▶ **PROVIDED MATERIAL**:
________

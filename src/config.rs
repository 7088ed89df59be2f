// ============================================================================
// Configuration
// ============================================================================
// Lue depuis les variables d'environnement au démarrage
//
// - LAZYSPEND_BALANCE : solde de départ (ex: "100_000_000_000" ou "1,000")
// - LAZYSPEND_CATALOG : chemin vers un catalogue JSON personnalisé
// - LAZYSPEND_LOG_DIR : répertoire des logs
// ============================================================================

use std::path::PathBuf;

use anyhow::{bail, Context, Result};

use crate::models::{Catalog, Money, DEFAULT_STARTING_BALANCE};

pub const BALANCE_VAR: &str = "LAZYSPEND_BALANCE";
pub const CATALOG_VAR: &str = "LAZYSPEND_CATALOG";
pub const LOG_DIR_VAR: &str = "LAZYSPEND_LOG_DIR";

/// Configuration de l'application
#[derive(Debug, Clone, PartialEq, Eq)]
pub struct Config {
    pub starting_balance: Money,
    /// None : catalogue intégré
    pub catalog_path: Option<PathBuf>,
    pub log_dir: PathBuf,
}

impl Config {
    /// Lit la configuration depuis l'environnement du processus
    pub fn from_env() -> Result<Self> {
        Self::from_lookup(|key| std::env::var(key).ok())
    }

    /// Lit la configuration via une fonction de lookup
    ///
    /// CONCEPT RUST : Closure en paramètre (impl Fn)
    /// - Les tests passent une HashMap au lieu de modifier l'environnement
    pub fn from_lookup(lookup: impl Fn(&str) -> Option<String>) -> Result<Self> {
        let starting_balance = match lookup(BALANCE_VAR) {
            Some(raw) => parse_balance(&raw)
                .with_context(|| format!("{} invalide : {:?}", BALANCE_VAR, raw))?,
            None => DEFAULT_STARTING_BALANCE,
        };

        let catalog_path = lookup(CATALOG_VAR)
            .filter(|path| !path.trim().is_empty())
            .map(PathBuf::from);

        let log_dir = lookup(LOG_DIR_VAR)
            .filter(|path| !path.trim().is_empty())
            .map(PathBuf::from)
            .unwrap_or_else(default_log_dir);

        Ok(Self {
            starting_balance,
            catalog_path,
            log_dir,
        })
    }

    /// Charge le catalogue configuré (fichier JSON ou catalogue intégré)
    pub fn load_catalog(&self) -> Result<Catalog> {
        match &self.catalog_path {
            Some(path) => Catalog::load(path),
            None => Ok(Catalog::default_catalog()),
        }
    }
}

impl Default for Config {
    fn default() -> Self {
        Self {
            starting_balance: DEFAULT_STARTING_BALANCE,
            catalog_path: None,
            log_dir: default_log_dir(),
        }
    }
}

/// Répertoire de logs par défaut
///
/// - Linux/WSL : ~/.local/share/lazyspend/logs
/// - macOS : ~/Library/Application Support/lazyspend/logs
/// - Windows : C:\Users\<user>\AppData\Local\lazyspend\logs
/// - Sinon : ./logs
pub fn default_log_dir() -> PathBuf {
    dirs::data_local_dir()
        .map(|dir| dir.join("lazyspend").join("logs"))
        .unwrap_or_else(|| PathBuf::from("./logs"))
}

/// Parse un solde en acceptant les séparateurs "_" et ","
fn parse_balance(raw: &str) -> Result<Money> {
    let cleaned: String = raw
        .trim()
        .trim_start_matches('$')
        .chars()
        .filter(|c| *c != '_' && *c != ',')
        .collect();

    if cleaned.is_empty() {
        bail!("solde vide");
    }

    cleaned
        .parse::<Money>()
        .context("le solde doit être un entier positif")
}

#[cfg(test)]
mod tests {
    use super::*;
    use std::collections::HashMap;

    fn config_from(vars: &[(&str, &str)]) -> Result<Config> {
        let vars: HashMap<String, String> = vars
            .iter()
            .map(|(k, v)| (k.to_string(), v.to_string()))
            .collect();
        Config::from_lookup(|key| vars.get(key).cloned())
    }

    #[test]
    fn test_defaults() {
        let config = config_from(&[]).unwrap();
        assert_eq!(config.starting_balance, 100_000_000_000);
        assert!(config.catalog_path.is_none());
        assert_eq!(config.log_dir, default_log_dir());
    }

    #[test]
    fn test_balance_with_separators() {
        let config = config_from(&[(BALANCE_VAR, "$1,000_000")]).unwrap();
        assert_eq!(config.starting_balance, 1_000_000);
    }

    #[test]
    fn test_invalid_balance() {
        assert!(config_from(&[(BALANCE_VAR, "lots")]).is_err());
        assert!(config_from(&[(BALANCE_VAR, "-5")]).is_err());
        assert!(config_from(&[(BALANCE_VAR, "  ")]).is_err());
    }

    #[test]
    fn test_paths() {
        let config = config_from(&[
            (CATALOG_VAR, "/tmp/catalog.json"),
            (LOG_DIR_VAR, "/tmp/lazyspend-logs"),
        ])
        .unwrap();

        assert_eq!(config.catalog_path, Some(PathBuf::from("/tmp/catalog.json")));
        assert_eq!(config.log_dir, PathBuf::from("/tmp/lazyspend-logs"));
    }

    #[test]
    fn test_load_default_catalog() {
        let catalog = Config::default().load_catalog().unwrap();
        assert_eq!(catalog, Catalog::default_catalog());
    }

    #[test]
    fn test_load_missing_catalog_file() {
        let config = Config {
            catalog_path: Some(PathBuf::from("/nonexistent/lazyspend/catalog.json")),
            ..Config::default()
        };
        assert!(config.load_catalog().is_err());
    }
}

________

Give an exact copy of the lines above from the line with "fn parse_balance(raw: &str)" up to and including the line with "let vars: HashMap<String, String>", and leave everything else out.

fn parse_balance(raw: &str) -> Result<Money> {
    let cleaned: String = raw
        .trim()
        .trim_start_matches('$')
        .chars()
        .filter(|c| *c != '_' && *c != ',')
        .collect();

    if cleaned.is_empty() {
        bail!("solde vide");
    }

    cleaned
        .parse::<Money>()
        .context("le solde doit être un entier positif")
}

#[cfg(test)]
mod tests {
    use super::*;
    use std::collections::HashMap;

    fn config_from(vars: &[(&str, &str)]) -> Result<Config> {
        let vars: HashMap<String, String> = vars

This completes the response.